Provided material below:

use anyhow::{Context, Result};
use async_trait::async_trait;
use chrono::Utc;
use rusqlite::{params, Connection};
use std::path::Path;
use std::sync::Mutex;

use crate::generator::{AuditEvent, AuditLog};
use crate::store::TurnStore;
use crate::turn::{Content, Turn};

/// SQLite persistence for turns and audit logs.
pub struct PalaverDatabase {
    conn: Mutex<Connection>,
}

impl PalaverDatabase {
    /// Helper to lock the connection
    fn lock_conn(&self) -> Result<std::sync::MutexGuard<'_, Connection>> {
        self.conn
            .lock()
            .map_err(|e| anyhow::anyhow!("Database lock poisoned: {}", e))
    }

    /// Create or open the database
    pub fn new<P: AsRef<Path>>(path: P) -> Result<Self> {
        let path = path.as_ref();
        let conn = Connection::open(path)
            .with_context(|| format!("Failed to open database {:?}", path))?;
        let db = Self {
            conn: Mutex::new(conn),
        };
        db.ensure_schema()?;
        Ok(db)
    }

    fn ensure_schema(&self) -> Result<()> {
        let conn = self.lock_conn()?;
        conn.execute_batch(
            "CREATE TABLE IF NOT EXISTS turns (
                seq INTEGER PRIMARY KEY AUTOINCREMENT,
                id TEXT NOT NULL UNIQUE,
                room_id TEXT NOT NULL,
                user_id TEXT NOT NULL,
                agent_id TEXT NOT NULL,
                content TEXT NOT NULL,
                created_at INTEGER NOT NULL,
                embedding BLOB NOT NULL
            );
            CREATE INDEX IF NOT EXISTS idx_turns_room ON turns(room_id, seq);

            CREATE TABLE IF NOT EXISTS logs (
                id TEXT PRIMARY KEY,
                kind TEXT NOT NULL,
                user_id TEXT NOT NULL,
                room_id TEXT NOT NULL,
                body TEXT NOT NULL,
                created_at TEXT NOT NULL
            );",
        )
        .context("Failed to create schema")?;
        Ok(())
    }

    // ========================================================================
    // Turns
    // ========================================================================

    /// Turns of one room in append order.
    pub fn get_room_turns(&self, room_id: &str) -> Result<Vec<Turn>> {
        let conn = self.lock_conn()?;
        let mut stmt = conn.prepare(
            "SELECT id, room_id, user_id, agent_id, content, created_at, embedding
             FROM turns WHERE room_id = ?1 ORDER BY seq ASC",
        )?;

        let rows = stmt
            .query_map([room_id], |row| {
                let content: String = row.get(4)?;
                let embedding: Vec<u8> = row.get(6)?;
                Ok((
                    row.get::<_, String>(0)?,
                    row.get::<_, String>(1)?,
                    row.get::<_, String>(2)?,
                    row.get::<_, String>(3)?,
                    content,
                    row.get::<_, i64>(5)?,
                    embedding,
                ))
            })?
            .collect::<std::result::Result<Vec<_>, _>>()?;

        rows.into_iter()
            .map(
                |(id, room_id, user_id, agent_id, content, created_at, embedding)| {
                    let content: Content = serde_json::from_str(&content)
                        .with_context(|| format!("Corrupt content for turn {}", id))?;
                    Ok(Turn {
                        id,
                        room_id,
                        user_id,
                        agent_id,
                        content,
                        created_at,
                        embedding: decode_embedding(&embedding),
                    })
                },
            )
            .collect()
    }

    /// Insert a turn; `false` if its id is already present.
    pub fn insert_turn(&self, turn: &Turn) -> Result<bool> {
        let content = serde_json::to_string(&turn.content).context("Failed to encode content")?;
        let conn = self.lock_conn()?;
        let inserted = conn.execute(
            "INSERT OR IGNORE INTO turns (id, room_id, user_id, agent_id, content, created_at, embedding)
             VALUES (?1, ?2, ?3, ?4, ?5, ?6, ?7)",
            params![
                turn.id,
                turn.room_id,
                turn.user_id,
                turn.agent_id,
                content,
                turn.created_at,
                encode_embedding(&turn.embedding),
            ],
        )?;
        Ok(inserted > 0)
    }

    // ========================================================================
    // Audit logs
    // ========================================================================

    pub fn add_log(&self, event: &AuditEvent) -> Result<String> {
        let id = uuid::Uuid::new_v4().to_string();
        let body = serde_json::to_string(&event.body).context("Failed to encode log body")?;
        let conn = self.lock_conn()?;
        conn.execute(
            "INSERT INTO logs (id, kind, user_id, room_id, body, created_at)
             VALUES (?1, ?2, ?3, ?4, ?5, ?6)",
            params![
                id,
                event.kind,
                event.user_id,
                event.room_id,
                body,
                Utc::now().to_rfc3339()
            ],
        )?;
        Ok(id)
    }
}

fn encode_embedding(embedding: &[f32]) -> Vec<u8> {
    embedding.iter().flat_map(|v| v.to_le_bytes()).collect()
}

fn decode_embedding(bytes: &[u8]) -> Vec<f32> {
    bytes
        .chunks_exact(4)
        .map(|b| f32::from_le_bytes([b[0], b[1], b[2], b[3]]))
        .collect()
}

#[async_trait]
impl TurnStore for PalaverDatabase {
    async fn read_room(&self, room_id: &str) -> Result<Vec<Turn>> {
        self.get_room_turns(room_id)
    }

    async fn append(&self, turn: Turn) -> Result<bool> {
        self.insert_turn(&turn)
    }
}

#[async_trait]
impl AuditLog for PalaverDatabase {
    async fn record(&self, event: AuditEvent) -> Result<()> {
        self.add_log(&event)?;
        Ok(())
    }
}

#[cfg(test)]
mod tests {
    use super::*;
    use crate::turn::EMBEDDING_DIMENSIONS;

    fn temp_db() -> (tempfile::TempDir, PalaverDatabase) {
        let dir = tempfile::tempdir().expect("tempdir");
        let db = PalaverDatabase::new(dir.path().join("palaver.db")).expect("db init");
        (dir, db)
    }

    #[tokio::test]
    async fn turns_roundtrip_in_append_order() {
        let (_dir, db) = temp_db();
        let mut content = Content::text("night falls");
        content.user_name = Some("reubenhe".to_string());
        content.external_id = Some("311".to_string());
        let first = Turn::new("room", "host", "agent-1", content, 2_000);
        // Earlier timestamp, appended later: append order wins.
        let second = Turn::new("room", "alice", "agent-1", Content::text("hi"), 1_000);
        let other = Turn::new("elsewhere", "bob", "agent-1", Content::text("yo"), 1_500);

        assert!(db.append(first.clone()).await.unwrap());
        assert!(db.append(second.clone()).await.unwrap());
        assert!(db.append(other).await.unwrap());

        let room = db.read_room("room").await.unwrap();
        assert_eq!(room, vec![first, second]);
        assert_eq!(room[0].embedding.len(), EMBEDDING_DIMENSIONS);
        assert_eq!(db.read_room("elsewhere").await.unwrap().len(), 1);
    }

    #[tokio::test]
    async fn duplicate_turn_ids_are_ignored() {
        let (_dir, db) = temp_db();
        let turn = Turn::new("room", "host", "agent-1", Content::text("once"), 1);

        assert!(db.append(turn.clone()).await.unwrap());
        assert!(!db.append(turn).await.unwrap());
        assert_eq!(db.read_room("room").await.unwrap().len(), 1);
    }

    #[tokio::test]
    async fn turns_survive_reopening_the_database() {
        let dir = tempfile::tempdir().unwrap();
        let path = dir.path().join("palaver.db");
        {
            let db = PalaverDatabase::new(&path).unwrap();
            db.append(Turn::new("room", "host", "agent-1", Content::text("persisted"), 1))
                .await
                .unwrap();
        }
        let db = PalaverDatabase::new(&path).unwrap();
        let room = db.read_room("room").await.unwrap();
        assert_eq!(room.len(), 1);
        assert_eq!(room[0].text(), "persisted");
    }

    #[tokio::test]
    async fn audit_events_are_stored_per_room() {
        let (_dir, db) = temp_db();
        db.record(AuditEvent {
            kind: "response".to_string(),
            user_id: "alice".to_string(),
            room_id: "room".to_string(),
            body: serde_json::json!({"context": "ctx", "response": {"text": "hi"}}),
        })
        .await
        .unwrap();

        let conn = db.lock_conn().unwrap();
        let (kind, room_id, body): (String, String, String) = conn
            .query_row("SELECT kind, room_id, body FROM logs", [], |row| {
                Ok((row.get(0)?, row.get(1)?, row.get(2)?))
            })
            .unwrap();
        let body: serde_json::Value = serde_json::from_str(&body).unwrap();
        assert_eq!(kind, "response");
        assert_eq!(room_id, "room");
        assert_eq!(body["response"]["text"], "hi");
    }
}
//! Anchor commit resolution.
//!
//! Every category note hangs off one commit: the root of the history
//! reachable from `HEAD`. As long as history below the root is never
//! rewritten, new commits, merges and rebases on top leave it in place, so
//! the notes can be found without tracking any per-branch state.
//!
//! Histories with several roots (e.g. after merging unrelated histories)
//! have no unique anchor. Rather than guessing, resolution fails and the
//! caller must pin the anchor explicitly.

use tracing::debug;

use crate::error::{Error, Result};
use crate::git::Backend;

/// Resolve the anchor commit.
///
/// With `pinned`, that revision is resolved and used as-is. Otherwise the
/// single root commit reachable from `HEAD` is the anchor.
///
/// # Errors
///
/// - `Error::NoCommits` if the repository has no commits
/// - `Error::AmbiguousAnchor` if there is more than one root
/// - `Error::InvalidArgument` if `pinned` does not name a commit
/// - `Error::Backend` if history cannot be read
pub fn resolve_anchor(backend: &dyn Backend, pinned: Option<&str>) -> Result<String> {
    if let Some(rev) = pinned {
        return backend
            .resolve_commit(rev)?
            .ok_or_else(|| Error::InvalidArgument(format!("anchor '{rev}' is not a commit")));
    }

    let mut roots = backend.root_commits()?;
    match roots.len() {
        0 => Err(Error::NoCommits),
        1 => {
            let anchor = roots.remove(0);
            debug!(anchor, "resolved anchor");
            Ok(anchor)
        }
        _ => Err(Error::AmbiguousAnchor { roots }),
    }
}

End of Provided material.
Provided material below:

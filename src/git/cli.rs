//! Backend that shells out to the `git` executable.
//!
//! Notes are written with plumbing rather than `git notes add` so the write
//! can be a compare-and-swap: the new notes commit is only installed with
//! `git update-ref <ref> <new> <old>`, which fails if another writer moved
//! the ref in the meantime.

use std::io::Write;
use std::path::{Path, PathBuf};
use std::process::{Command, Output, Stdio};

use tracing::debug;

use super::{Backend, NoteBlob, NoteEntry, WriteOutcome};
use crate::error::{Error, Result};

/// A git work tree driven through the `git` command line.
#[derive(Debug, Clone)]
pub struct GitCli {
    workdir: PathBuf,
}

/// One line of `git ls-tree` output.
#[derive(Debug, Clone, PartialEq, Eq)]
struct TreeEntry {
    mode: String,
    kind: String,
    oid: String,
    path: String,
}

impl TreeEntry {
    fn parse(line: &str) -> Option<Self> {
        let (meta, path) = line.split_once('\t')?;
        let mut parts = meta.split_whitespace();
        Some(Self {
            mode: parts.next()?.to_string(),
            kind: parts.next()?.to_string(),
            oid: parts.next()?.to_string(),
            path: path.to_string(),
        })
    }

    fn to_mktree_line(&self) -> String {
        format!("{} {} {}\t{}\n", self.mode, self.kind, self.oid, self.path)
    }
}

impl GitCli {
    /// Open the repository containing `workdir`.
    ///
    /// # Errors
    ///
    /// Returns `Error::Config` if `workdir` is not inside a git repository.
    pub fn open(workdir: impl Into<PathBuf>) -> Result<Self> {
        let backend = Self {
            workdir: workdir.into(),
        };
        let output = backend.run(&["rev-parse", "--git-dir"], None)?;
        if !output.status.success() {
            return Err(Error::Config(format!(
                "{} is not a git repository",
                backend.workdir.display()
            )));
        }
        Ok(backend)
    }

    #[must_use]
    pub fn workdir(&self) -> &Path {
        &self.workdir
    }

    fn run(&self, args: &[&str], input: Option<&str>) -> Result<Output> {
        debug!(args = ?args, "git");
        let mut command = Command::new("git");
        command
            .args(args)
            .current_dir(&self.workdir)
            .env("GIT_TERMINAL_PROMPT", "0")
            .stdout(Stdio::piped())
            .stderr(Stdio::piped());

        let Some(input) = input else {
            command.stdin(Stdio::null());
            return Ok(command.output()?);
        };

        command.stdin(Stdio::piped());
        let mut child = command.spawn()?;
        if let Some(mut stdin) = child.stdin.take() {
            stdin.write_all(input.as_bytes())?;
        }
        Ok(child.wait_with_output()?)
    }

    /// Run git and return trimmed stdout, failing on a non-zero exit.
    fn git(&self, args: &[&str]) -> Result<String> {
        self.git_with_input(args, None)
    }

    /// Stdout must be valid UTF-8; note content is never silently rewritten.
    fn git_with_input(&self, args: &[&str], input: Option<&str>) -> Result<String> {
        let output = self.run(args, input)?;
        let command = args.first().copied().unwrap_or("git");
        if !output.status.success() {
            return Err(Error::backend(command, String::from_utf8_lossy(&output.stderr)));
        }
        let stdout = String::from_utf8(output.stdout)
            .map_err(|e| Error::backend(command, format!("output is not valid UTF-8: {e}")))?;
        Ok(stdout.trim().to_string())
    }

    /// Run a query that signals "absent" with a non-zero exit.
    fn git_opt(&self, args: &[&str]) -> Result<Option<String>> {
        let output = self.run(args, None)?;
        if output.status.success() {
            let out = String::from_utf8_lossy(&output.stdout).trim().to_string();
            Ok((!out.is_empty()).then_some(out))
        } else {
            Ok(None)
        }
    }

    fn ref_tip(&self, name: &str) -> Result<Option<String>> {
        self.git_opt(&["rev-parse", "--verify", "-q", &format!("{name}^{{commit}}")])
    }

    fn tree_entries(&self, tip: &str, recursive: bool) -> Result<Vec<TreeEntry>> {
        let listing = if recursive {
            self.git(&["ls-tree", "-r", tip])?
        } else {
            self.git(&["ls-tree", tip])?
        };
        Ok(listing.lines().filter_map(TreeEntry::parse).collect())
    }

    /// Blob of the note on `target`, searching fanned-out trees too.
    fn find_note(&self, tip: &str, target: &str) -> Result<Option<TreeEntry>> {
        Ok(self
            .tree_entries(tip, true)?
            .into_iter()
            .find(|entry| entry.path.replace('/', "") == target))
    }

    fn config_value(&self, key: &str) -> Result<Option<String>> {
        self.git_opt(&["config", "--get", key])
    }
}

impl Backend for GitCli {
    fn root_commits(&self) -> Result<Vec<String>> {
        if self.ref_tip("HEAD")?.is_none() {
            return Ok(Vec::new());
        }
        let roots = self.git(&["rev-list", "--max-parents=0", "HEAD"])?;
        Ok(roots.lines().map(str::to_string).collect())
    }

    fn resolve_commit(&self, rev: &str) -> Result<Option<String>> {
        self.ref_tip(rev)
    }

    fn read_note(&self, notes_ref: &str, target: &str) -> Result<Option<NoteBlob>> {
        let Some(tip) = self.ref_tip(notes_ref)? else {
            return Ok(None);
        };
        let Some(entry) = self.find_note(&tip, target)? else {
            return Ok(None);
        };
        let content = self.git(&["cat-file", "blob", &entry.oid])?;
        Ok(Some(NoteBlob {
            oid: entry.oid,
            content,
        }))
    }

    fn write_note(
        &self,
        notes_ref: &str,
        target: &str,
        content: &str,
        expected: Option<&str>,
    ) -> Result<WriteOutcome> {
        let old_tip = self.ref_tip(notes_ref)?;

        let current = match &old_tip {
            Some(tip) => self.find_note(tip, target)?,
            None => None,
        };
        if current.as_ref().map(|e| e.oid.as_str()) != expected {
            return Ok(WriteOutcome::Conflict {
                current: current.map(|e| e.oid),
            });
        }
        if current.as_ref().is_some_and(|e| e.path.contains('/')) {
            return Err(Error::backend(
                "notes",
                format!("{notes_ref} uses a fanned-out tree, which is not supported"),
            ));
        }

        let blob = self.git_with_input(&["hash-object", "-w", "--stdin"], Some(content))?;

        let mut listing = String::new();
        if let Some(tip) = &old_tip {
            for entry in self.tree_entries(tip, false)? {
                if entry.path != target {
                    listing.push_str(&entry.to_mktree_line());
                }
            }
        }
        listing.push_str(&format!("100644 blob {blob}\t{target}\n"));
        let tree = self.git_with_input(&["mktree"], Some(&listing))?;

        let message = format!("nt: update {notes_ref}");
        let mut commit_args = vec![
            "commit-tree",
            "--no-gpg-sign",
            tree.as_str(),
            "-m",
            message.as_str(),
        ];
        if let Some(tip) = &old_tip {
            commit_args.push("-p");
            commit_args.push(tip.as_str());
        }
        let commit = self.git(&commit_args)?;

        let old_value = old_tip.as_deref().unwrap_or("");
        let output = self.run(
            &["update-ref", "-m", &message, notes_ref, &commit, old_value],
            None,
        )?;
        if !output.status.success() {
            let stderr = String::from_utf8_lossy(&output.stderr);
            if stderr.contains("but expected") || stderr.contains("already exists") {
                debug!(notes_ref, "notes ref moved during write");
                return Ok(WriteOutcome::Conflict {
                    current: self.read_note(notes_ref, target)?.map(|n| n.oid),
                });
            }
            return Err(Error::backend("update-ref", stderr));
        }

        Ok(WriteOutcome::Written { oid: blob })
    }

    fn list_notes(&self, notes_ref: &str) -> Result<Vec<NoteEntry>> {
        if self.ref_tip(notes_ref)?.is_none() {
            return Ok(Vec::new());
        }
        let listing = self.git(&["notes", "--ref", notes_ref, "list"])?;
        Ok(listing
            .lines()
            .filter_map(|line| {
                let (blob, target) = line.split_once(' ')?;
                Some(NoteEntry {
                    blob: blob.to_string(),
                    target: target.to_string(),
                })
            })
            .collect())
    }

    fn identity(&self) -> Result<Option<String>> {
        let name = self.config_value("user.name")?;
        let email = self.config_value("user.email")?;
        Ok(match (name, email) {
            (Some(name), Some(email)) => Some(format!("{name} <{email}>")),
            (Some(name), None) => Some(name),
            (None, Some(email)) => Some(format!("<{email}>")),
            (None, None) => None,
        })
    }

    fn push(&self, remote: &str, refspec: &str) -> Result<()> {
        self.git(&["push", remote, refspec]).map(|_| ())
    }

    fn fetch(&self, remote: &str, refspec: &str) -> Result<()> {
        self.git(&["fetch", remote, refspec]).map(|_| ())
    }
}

End of Provided material.
Provided material below:

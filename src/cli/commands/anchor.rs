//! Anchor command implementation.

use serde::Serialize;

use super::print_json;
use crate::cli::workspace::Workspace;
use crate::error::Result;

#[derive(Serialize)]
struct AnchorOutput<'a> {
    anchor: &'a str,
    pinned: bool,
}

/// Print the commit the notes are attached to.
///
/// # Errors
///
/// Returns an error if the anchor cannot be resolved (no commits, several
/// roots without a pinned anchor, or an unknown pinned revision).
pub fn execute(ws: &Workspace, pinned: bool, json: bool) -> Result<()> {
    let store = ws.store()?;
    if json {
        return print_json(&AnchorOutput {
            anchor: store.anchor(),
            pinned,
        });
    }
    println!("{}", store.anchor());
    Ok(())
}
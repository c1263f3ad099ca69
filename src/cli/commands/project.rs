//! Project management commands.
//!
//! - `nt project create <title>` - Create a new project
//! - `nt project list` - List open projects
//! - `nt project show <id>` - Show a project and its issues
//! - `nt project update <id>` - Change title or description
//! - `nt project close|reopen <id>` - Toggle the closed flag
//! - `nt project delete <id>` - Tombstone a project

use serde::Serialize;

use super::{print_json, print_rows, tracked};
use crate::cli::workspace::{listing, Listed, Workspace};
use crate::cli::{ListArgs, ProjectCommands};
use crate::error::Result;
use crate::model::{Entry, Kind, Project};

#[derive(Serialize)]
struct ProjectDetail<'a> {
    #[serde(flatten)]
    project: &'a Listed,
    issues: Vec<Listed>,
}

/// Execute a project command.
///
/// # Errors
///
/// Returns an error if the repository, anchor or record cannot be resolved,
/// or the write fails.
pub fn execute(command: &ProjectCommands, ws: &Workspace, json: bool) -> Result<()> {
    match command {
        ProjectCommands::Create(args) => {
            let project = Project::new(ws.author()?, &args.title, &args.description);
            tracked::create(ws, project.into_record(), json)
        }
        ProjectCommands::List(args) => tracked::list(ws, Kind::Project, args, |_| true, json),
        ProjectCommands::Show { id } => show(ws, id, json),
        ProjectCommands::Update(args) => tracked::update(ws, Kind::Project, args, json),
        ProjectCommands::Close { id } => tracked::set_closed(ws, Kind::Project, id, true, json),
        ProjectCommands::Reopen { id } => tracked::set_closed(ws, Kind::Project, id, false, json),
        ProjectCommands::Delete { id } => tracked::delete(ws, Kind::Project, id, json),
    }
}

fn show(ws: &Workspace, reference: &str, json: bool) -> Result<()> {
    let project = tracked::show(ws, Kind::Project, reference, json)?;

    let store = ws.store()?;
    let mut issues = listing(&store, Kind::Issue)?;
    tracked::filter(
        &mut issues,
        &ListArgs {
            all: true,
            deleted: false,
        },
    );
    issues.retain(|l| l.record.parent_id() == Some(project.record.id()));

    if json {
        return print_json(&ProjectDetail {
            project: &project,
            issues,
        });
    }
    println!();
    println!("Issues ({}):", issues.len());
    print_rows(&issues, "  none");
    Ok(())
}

End of Provided material.

Please show, exactly as written, every line above that contains the word "message".

## Response area
        let message = format!("nt: update {notes_ref}");
            message.as_str(),
            &["update-ref", "-m", &message, notes_ref, &commit, old_value],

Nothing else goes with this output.